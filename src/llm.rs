//! LLM client for OpenAI-compatible chat-completions providers
//!
//! Used by the LLM-backed intent router. Only single-shot JSON-mode
//! completions are needed.

use anyhow::{bail, Context, Result};
use async_trait::async_trait;
use reqwest::Client;
use serde::{Deserialize, Serialize};
use serde_json::Value;
use std::sync::Arc;
use std::time::Duration;

use crate::config::ClassifierConfig;

const OPENROUTER_BASE_URL: &str = "https://openrouter.ai/api/v1";

/// Configuration for an LLM API provider
#[derive(Debug, Clone)]
pub struct ProviderConfig {
    /// Base URL for the API (e.g., "https://api.openai.com/v1")
    pub base_url: String,
    pub api_key: String,
    /// Extra headers to include in requests (e.g., X-Title)
    pub extra_headers: Vec<(String, String)>,
}

impl ProviderConfig {
    pub fn openrouter(api_key: String) -> Self {
        Self {
            base_url: OPENROUTER_BASE_URL.to_string(),
            api_key,
            extra_headers: vec![("X-Title".to_string(), "Transit Orchestrator".to_string())],
        }
    }

    /// Any OpenAI-compatible endpoint
    pub fn custom(base_url: impl Into<String>, api_key: String) -> Self {
        Self {
            base_url: base_url.into().trim_end_matches('/').to_string(),
            api_key,
            extra_headers: Vec::new(),
        }
    }
}

#[derive(Debug, Clone, Serialize, Deserialize, PartialEq)]
pub struct ChatMessage {
    pub role: String,
    pub content: String,
}

impl ChatMessage {
    pub fn system(content: impl Into<String>) -> Self {
        Self {
            role: "system".to_string(),
            content: content.into(),
        }
    }

    pub fn user(content: impl Into<String>) -> Self {
        Self {
            role: "user".to_string(),
            content: content.into(),
        }
    }
}

#[derive(Debug, Serialize)]
struct ChatRequest<'a> {
    model: &'a str,
    messages: &'a [ChatMessage],
    #[serde(skip_serializing_if = "Option::is_none")]
    max_tokens: Option<u32>,
    #[serde(skip_serializing_if = "Option::is_none")]
    temperature: Option<f32>,
    #[serde(skip_serializing_if = "Option::is_none")]
    response_format: Option<Value>,
}

/// Per-call completion settings
#[derive(Debug, Clone)]
pub struct CompletionOptions {
    pub max_tokens: Option<u32>,
    pub temperature: Option<f32>,
    /// Ask the provider for a JSON object reply
    pub json_mode: bool,
}

impl Default for CompletionOptions {
    fn default() -> Self {
        Self {
            max_tokens: Some(1024),
            temperature: None,
            json_mode: false,
        }
    }
}

/// Chat-completions client
#[derive(Clone)]
pub struct LlmClient {
    client: Arc<Client>,
    provider: ProviderConfig,
}

impl LlmClient {
    pub fn with_provider(provider: ProviderConfig, timeout: Duration) -> Result<Self> {
        let client = Client::builder()
            .timeout(timeout)
            .build()
            .context("Failed to build LLM HTTP client")?;
        Ok(Self {
            client: Arc::new(client),
            provider,
        })
    }

    /// Send a chat completion request and return the first choice's text
    pub async fn complete(
        &self,
        model: &str,
        messages: &[ChatMessage],
        options: &CompletionOptions,
    ) -> Result<String> {
        let request = ChatRequest {
            model,
            messages,
            max_tokens: options.max_tokens,
            temperature: options.temperature,
            response_format: options
                .json_mode
                .then(|| serde_json::json!({"type": "json_object"})),
        };

        let mut req_builder = self.client
            .post(format!("{}/chat/completions", self.provider.base_url))
            .header("Authorization", format!("Bearer {}", self.provider.api_key));
        for (key, value) in &self.provider.extra_headers {
            req_builder = req_builder.header(key.as_str(), value.as_str());
        }
        let response = req_builder
            .json(&request)
            .send()
            .await
            .context("Failed to send request to LLM provider")?;

        if !response.status().is_success() {
            let status = response.status();
            let body = response.text().await.unwrap_or_default();
            bail!("LLM API error ({}): {}", status, crate::truncate_safe(&body, 500));
        }

        let body = response.text().await.context("Failed to read response body")?;
        let raw_response: Value = serde_json::from_str(&body).map_err(|e| {
            anyhow::anyhow!(
                "Failed to parse JSON response: {} (body: {})",
                e,
                crate::truncate_safe(&body, 500)
            )
        })?;

        extract_content(&raw_response).context("LLM response has no message content")
    }
}

/// Pull the first choice's content, handling both string and
/// array-of-content-parts formats
fn extract_content(raw: &Value) -> Option<String> {
    let content = raw
        .get("choices")
        .and_then(|c| c.as_array())
        .and_then(|arr| arr.first())
        .and_then(|choice| choice.get("message"))
        .and_then(|msg| msg.get("content"))?;

    match content {
        Value::String(s) => Some(s.clone()),
        Value::Array(parts) => {
            let text = parts
                .iter()
                .filter(|part| part.get("type").and_then(|t| t.as_str()) == Some("text"))
                .filter_map(|part| part.get("text").and_then(|t| t.as_str()))
                .collect::<Vec<_>>()
                .join("");
            Some(text)
        }
        _ => None,
    }
}

/// Narrow seam the LLM router talks to
#[cfg_attr(test, mockall::automock)]
#[async_trait]
pub trait ChatCompletion: Send + Sync {
    /// Complete `system` + `user` and return the raw JSON text
    async fn complete_json(&self, system: &str, user: &str) -> Result<String>;
}

/// An `LlmClient` bound to one model and its settings
pub struct BoundModel {
    client: LlmClient,
    model: String,
    options: CompletionOptions,
}

impl BoundModel {
    pub fn new(client: LlmClient, model: impl Into<String>, options: CompletionOptions) -> Self {
        Self {
            client,
            model: model.into(),
            options,
        }
    }

    /// Build from classifier settings; `None` when no API key is configured
    pub fn from_config(config: &ClassifierConfig) -> Result<Option<Self>> {
        let Some(api_key) = config.api_key.clone() else {
            return Ok(None);
        };
        let provider = if config.base_url.contains("openrouter.ai") {
            ProviderConfig::openrouter(api_key)
        } else {
            ProviderConfig::custom(&config.base_url, api_key)
        };
        let client = LlmClient::with_provider(provider, config.timeout())?;
        let options = CompletionOptions {
            max_tokens: Some(config.max_tokens),
            temperature: Some(config.temperature),
            json_mode: true,
        };
        Ok(Some(Self::new(client, &config.model, options)))
    }

    pub fn model(&self) -> &str {
        &self.model
    }
}

#[async_trait]
impl ChatCompletion for BoundModel {
    async fn complete_json(&self, system: &str, user: &str) -> Result<String> {
        let messages = [ChatMessage::system(system), ChatMessage::user(user)];
        self.client.complete(&self.model, &messages, &self.options).await
    }
}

__Work order__: Set down the entire listing once more, keeping every line exactly as it reads.

__Reply to the task__:
filename src/llm.rs
//! LLM client for OpenAI-compatible chat-completions providers
//!
//! Used by the LLM-backed intent router. Only single-shot JSON-mode
//! completions are needed.

use anyhow::{bail, Context, Result};
use async_trait::async_trait;
use reqwest::Client;
use serde::{Deserialize, Serialize};
use serde_json::Value;
use std::sync::Arc;
use std::time::Duration;

use crate::config::ClassifierConfig;

const OPENROUTER_BASE_URL: &str = "https://openrouter.ai/api/v1";

/// Configuration for an LLM API provider
#[derive(Debug, Clone)]
pub struct ProviderConfig {
    /// Base URL for the API (e.g., "https://api.openai.com/v1")
    pub base_url: String,
    pub api_key: String,
    /// Extra headers to include in requests (e.g., X-Title)
    pub extra_headers: Vec<(String, String)>,
}

impl ProviderConfig {
    pub fn openrouter(api_key: String) -> Self {
        Self {
            base_url: OPENROUTER_BASE_URL.to_string(),
            api_key,
            extra_headers: vec![("X-Title".to_string(), "Transit Orchestrator".to_string())],
        }
    }

    /// Any OpenAI-compatible endpoint
    pub fn custom(base_url: impl Into<String>, api_key: String) -> Self {
        Self {
            base_url: base_url.into().trim_end_matches('/').to_string(),
            api_key,
            extra_headers: Vec::new(),
        }
    }
}

#[derive(Debug, Clone, Serialize, Deserialize, PartialEq)]
pub struct ChatMessage {
    pub role: String,
    pub content: String,
}

impl ChatMessage {
    pub fn system(content: impl Into<String>) -> Self {
        Self {
            role: "system".to_string(),
            content: content.into(),
        }
    }

    pub fn user(content: impl Into<String>) -> Self {
        Self {
            role: "user".to_string(),
            content: content.into(),
        }
    }
}

#[derive(Debug, Serialize)]
struct ChatRequest<'a> {
    model: &'a str,
    messages: &'a [ChatMessage],
    #[serde(skip_serializing_if = "Option::is_none")]
    max_tokens: Option<u32>,
    #[serde(skip_serializing_if = "Option::is_none")]
    temperature: Option<f32>,
    #[serde(skip_serializing_if = "Option::is_none")]
    response_format: Option<Value>,
}

/// Per-call completion settings
#[derive(Debug, Clone)]
pub struct CompletionOptions {
    pub max_tokens: Option<u32>,
    pub temperature: Option<f32>,
    /// Ask the provider for a JSON object reply
    pub json_mode: bool,
}

impl Default for CompletionOptions {
    fn default() -> Self {
        Self {
            max_tokens: Some(1024),
            temperature: None,
            json_mode: false,
        }
    }
}

/// Chat-completions client
#[derive(Clone)]
pub struct LlmClient {
    client: Arc<Client>,
    provider: ProviderConfig,
}

impl LlmClient {
    pub fn with_provider(provider: ProviderConfig, timeout: Duration) -> Result<Self> {
        let client = Client::builder()
            .timeout(timeout)
            .build()
            .context("Failed to build LLM HTTP client")?;
        Ok(Self {
            client: Arc::new(client),
            provider,
        })
    }

    /// Send a chat completion request and return the first choice's text
    pub async fn complete(
        &self,
        model: &str,
        messages: &[ChatMessage],
        options: &CompletionOptions,
    ) -> Result<String> {
        let request = ChatRequest {
            model,
            messages,
            max_tokens: options.max_tokens,
            temperature: options.temperature,
            response_format: options
                .json_mode
                .then(|| serde_json::json!({"type": "json_object"})),
        };

        let mut req_builder = self.client
            .post(format!("{}/chat/completions", self.provider.base_url))
            .header("Authorization", format!("Bearer {}", self.provider.api_key));
        for (key, value) in &self.provider.extra_headers {
            req_builder = req_builder.header(key.as_str(), value.as_str());
        }
        let response = req_builder
            .json(&request)
            .send()
            .await
            .context("Failed to send request to LLM provider")?;

        if !response.status().is_success() {
            let status = response.status();
            let body = response.text().await.unwrap_or_default();
            bail!("LLM API error ({}): {}", status, crate::truncate_safe(&body, 500));
        }

        let body = response.text().await.context("Failed to read response body")?;
        let raw_response: Value = serde_json::from_str(&body).map_err(|e| {
            anyhow::anyhow!(
                "Failed to parse JSON response: {} (body: {})",
                e,
                crate::truncate_safe(&body, 500)
            )
        })?;

        extract_content(&raw_response).context("LLM response has no message content")
    }
}

/// Pull the first choice's content, handling both string and
/// array-of-content-parts formats
fn extract_content(raw: &Value) -> Option<String> {
    let content = raw
        .get("choices")
        .and_then(|c| c.as_array())
        .and_then(|arr| arr.first())
        .and_then(|choice| choice.get("message"))
        .and_then(|msg| msg.get("content"))?;

    match content {
        Value::String(s) => Some(s.clone()),
        Value::Array(parts) => {
            let text = parts
                .iter()
                .filter(|part| part.get("type").and_then(|t| t.as_str()) == Some("text"))
                .filter_map(|part| part.get("text").and_then(|t| t.as_str()))
                .collect::<Vec<_>>()
                .join("");
            Some(text)
        }
        _ => None,
    }
}

/// Narrow seam the LLM router talks to
#[cfg_attr(test, mockall::automock)]
#[async_trait]
pub trait ChatCompletion: Send + Sync {
    /// Complete `system` + `user` and return the raw JSON text
    async fn complete_json(&self, system: &str, user: &str) -> Result<String>;
}

/// An `LlmClient` bound to one model and its settings
pub struct BoundModel {
    client: LlmClient,
    model: String,
    options: CompletionOptions,
}

impl BoundModel {
    pub fn new(client: LlmClient, model: impl Into<String>, options: CompletionOptions) -> Self {
        Self {
            client,
            model: model.into(),
            options,
        }
    }

    /// Build from classifier settings; `None` when no API key is configured
    pub fn from_config(config: &ClassifierConfig) -> Result<Option<Self>> {
        let Some(api_key) = config.api_key.clone() else {
            return Ok(None);
        };
        let provider = if config.base_url.contains("openrouter.ai") {
            ProviderConfig::openrouter(api_key)
        } else {
            ProviderConfig::custom(&config.base_url, api_key)
        };
        let client = LlmClient::with_provider(provider, config.timeout())?;
        let options = CompletionOptions {
            max_tokens: Some(config.max_tokens),
            temperature: Some(config.temperature),
            json_mode: true,
        };
        Ok(Some(Self::new(client, &config.model, options)))
    }

    pub fn model(&self) -> &str {
        &self.model
    }
}

#[async_trait]
impl ChatCompletion for BoundModel {
    async fn complete_json(&self, system: &str, user: &str) -> Result<String> {
        let messages = [ChatMessage::system(system), ChatMessage::user(user)];
        self.client.complete(&self.model, &messages, &self.options).await
    }
}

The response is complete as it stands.